Someone at Nippon Fine Chemical must have been very nervous when an investigator from the US Food and Drug Administration arrived last year.
In an unusual display of chutzpah, the drug and ingredients maker refused to allow the investigator to inspect its quality control laboratory at its facility in Hyogo, Japan. Employees literally formed a “shoulder-to-shoulder” barricade to prevent the FDA employee from entering, according to a Sept. 26 warning letter that summarized the visit of the abbreviated inspection that occurred last December.
If this gives you pause, keep reading.
During the inspection, the FDA investigator reviewed customer complaints that Nippon drugs contained glass, hair, cardboard, metal — and even a black spider. But Nippon employees refused to provide the investigator with copies of documents that detailed customer complaints. The FDA letter noted that Nippon uses the same equipment and processes for drugs sold in the Japanese and US markets.
To top it off, the Nippon quality assurance manager prevented the investigator from taking photos of equipment used to make drugs that are distributed to the United States. The FDA letter suggests that, in this case, quality assurance may have been an oxymoron.
As a result of these foibles, the FDA declared Nippon products to be adulterated and issued an import alert two months ago, an action that means Nippon products can be detained from entering the US.

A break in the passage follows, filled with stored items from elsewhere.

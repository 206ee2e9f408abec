//! Point-in-time memory report for the host process.

use crate::interp::error::{EvalError, EvalResult};
use std::fmt::Write as _;
use sysinfo::{Pid, ProcessRefreshKind, System};

/// Resident and virtual memory of the current process, rendered as the
/// operator-facing report behind the `heap()` toolkit symbol.
pub fn heap_stats() -> EvalResult<String> {
    let pid = sysinfo::get_current_pid()
        .map_err(|e| EvalError::Introspection(format!("cannot resolve own pid: {e}")))?;

    let mut system = System::new();
    system.refresh_process_specifics(pid, ProcessRefreshKind::new().with_memory());
    let process = system
        .process(pid)
        .ok_or_else(|| EvalError::Introspection(format!("process {pid} not visible")))?;

    Ok(render_report(pid, process.memory(), process.virtual_memory()))
}

fn render_report(pid: Pid, resident: u64, virtual_size: u64) -> String {
    let mut out = String::new();
    let _ = writeln!(out, "memory of process {pid}:");
    let _ = writeln!(out, "  resident: {}", human_bytes(resident));
    let _ = write!(out, "  virtual:  {}", human_bytes(virtual_size));
    out
}

fn human_bytes(bytes: u64) -> String {
    const UNITS: [&str; 4] = ["B", "KiB", "MiB", "GiB"];
    let mut value = bytes as f64;
    let mut unit = 0;
    while value >= 1024.0 && unit < UNITS.len() - 1 {
        value /= 1024.0;
        unit += 1;
    }
    if unit == 0 {
        format!("{bytes} B")
    } else {
        format!("{value:.1} {} ({bytes} bytes)", UNITS[unit])
    }
}
use crate::interp::error::EvalError;
use std::io;
use std::time::Duration;

#[derive(Debug, thiserror::Error)]
pub enum BridgeError {
    // --------------------------------- bootstrap -------------------------------------------------
    #[error("bind failed: {0}")]
    Bind(#[source] io::Error),
    #[error("server did not report a port within {0:?}")]
    BootstrapTimeout(Duration),

    // --------------------------------- session / transport ---------------------------------------
    #[error("peer disconnected")]
    Disconnected,
    #[error("malformed message: {0}")]
    Protocol(String),
    #[error("toolkit load failed: {0}")]
    ToolkitLoad(#[source] EvalError),
    #[error("remote fault: {0}")]
    RemoteFault(String),

    // --------------------------------- passthrough -----------------------------------------------
    #[error(transparent)]
    Io(#[from] io::Error),
    #[error(transparent)]
    Json(#[from] serde_json::Error),
}

impl BridgeError {
    /// True for the one bootstrap fault worth a retry: the preferred port is
    /// taken and an OS-assigned one will do.
    pub fn is_recoverable(&self) -> bool {
        matches!(self, BridgeError::Bind(e) if e.kind() == io::ErrorKind::AddrInUse)
    }
}

pub type BridgeResult<T> = Result<T, BridgeError>;
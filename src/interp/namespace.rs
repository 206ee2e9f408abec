//! Per-session bindings and the ordered scope chain used for name lookup.

use crate::interp::error::{EvalError, EvalResult};
use crate::interp::value::Value;
use indexmap::IndexMap;

/// Reserved slot an expression result is captured into before rendering.
pub const RESULT_SLOT: &str = "_result_";

/// Mapping of name to value, persistent for the lifetime of one session and
/// exclusively owned by it.
#[derive(Debug, Default)]
pub struct Namespace {
    bindings: IndexMap<String, Value>,
}

impl Namespace {
    pub fn new() -> Self {
        Self::default()
    }

    pub fn get(&self, name: &str) -> Option<&Value> {
        self.bindings.get(name)
    }

    pub fn get_mut(&mut self, name: &str) -> Option<&mut Value> {
        self.bindings.get_mut(name)
    }

    pub fn insert(&mut self, name: impl Into<String>, value: Value) {
        self.bindings.insert(name.into(), value);
    }

    pub fn remove(&mut self, name: &str) -> Option<Value> {
        self.bindings.shift_remove(name)
    }

    pub fn into_bindings(self) -> IndexMap<String, Value> {
        self.bindings
    }
}

/// A single mapping-like lookup scope.
pub trait Scope {
    fn fetch(&self, name: &str) -> Option<Value>;
}

impl Scope for Namespace {
    fn fetch(&self, name: &str) -> Option<Value> {
        self.bindings.get(name).cloned()
    }
}

/// Scope over a borrowed map, used for frame locals and process globals.
pub struct MapScope<'a>(pub &'a IndexMap<String, Value>);

impl Scope for MapScope<'_> {
    fn fetch(&self, name: &str) -> Option<Value> {
        self.0.get(name).cloned()
    }
}

/// Ordered name resolution: scopes are searched front to back, first match
/// wins. Failing all of them is a distinct lookup fault.
pub struct ScopeChain<'a> {
    scopes: Vec<&'a dyn Scope>,
}

impl<'a> ScopeChain<'a> {
    pub fn new(scopes: Vec<&'a dyn Scope>) -> Self {
        Self { scopes }
    }

    pub fn lookup(&self, name: &str) -> EvalResult<Value> {
        self.scopes
            .iter()
            .find_map(|scope| scope.fetch(name))
            .ok_or_else(|| EvalError::NotFound(name.to_string()))
    }
}

#[cfg(test)]
mod test {
    use super::*;

    #[test]
    fn test_chain_order_first_match_wins() {
        let mut near = IndexMap::new();
        near.insert("x".to_string(), Value::Int(1));
        let mut far = IndexMap::new();
        far.insert("x".to_string(), Value::Int(2));
        far.insert("y".to_string(), Value::Int(3));

        let near_scope = MapScope(&near);
        let far_scope = MapScope(&far);
        let chain = ScopeChain::new(vec![&near_scope, &far_scope]);

        assert_eq!(chain.lookup("x").unwrap(), Value::Int(1));
        assert_eq!(chain.lookup("y").unwrap(), Value::Int(3));
        assert!(matches!(
            chain.lookup("z"),
            Err(EvalError::NotFound(name)) if name == "z"
        ));
    }
}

Nippon could not be reached for comment.
The FDA response is not surprising.
The agency has previously noted that refusing to permit inspectors to enter a facility or examine certain specified records violates federal law. And after encountering a growing number of recalcitrant companies, some of which simply tried to use delaying tactics to thwart inspections, the FDA issued a guidance two years ago to make clear such moves would have consequences.
The pharmaceutical industry has raised concerns about some aspects of the guidance. In an essay last year, attorneys at Hyman, Phelps & McNamara, which specializes in regulatory matters, noted that Congress “never explicitly empowered FDA to take photographs” and that federal law does not empower the agency to require any employee to answer questions during an inspection.
Nonetheless, the guidance emerged amid growing concern about the quality of the pharmaceutical supply chain. In 2008, for instance, there was a recall of the heparin blood thinner, which was made with a fake Chinese active ingredient and linked to 246 deaths in the US. China is now the world’s largest supplier of active pharmaceutical ingredients.
In India, Ranbaxy Laboratories, which was one of the largest suppliers of generic drugs to the US, paid $500 million in fines and restitution to US authorities as part of a settlement that included pleading guilty to charges of violating drug safety laws. These episodes have raised widespread concerns about quality control. To crack down, the FDA has moved to hire additional inspectors in both countries.